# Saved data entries

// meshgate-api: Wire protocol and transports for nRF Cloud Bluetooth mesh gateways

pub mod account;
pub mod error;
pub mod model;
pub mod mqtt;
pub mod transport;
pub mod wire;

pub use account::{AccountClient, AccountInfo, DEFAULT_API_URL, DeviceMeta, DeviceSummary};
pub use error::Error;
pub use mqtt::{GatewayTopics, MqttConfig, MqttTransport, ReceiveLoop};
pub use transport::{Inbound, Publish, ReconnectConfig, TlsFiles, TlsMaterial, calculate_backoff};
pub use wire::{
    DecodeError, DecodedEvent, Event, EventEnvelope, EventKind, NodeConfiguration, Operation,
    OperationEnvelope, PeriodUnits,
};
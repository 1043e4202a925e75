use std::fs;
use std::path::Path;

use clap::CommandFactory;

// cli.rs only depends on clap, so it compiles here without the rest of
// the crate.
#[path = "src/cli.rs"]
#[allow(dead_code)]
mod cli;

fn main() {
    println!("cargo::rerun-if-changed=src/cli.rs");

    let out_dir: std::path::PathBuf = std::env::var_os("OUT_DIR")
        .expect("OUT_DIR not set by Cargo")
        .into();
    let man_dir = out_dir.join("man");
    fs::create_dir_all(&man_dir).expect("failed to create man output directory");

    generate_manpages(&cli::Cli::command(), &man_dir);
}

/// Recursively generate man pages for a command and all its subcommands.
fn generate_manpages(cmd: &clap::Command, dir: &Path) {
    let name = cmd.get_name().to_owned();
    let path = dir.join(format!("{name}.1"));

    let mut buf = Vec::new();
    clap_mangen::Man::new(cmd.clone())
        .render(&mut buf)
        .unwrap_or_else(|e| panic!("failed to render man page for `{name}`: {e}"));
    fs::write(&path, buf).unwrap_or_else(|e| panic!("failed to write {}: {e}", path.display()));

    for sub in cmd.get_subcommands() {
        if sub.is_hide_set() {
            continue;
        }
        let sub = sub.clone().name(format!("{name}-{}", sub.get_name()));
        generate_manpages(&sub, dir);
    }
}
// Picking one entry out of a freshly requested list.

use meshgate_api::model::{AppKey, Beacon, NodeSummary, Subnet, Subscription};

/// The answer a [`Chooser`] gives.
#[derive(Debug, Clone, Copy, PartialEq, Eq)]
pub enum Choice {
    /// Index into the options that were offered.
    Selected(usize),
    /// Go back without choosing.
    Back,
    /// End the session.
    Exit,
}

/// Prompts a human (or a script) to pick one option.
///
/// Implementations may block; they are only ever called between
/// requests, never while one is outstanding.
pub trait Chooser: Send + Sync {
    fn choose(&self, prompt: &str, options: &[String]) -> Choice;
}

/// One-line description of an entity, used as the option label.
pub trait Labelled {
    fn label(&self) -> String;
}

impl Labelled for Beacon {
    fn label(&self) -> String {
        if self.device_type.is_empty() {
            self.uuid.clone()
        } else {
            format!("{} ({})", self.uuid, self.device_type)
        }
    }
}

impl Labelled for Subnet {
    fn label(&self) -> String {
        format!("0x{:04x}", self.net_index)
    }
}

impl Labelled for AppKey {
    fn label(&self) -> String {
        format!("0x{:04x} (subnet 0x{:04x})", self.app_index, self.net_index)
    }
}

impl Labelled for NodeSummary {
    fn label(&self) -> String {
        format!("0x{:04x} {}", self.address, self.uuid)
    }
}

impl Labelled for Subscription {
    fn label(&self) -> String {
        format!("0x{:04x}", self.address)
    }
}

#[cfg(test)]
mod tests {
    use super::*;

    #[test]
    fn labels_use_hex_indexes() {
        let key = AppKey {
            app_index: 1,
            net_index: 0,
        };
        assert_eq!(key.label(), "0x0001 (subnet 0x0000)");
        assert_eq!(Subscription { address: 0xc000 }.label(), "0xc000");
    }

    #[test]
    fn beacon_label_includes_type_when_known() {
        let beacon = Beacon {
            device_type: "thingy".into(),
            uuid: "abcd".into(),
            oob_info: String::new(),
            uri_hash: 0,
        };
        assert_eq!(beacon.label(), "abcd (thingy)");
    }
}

# To do
Without omitting any record, transcribe the data exactly.

# Task result
// meshgate-api: Wire protocol and transports for nRF Cloud Bluetooth mesh gateways

pub mod account;
pub mod error;
pub mod model;
pub mod mqtt;
pub mod transport;
pub mod wire;

pub use account::{AccountClient, AccountInfo, DEFAULT_API_URL, DeviceMeta, DeviceSummary};
pub use error::Error;
pub use mqtt::{GatewayTopics, MqttConfig, MqttTransport, ReceiveLoop};
pub use transport::{Inbound, Publish, ReconnectConfig, TlsFiles, TlsMaterial, calculate_backoff};
pub use wire::{
    DecodeError, DecodedEvent, Event, EventEnvelope, EventKind, NodeConfiguration, Operation,
    OperationEnvelope, PeriodUnits,
};
repository 1043e4202a925e75
use std::fs;
use std::path::Path;

use clap::CommandFactory;

// cli.rs only depends on clap, so it compiles here without the rest of
// the crate.
#[path = "src/cli.rs"]
#[allow(dead_code)]
mod cli;

fn main() {
    println!("cargo::rerun-if-changed=src/cli.rs");

    let out_dir: std::path::PathBuf = std::env::var_os("OUT_DIR")
        .expect("OUT_DIR not set by Cargo")
        .into();
    let man_dir = out_dir.join("man");
    fs::create_dir_all(&man_dir).expect("failed to create man output directory");

    generate_manpages(&cli::Cli::command(), &man_dir);
}

/// Recursively generate man pages for a command and all its subcommands.
fn generate_manpages(cmd: &clap::Command, dir: &Path) {
    let name = cmd.get_name().to_owned();
    let path = dir.join(format!("{name}.1"));

    let mut buf = Vec::new();
    clap_mangen::Man::new(cmd.clone())
        .render(&mut buf)
        .unwrap_or_else(|e| panic!("failed to render man page for `{name}`: {e}"));
    fs::write(&path, buf).unwrap_or_else(|e| panic!("failed to write {}: {e}", path.display()));

    for sub in cmd.get_subcommands() {
        if sub.is_hide_set() {
            continue;
        }
        let sub = sub.clone().name(format!("{name}-{}", sub.get_name()));
        generate_manpages(&sub, dir);
    }
}
// Picking one entry out of a freshly requested list.

use meshgate_api::model::{AppKey, Beacon, NodeSummary, Subnet, Subscription};

/// The answer a [`Chooser`] gives.
#[derive(Debug, Clone, Copy, PartialEq, Eq)]
pub enum Choice {
    /// Index into the options that were offered.
    Selected(usize),
    /// Go back without choosing.
    Back,
    /// End the session.
    Exit,
}

/// Prompts a human (or a script) to pick one option.
///
/// Implementations may block; they are only ever called between
/// requests, never while one is outstanding.
pub trait Chooser: Send + Sync {
    fn choose(&self, prompt: &str, options: &[String]) -> Choice;
}

/// One-line description of an entity, used as the option label.
pub trait Labelled {
    fn label(&self) -> String;
}

impl Labelled for Beacon {
    fn label(&self) -> String {
        if self.device_type.is_empty() {
            self.uuid.clone()
        } else {
            format!("{} ({})", self.uuid, self.device_type)
        }
    }
}

impl Labelled for Subnet {
    fn label(&self) -> String {
        format!("0x{:04x}", self.net_index)
    }
}

impl Labelled for AppKey {
    fn label(&self) -> String {
        format!("0x{:04x} (subnet 0x{:04x})", self.app_index, self.net_index)
    }
}

impl Labelled for NodeSummary {
    fn label(&self) -> String {
        format!("0x{:04x} {}", self.address, self.uuid)
    }
}

impl Labelled for Subscription {
    fn label(&self) -> String {
        format!("0x{:04x}", self.address)
    }
}

#[cfg(test)]
mod tests {
    use super::*;

    #[test]
    fn labels_use_hex_indexes() {
        let key = AppKey {
            app_index: 1,
            net_index: 0,
        };
        assert_eq!(key.label(), "0x0001 (subnet 0x0000)");
        assert_eq!(Subscription { address: 0xc000 }.label(), "0xc000");
    }

    #[test]
    fn beacon_label_includes_type_when_known() {
        let beacon = Beacon {
            device_type: "thingy".into(),
            uuid: "abcd".into(),
            oob_info: String::new(),
            uri_hash: 0,
        };
        assert_eq!(beacon.label(), "abcd (thingy)");
    }
}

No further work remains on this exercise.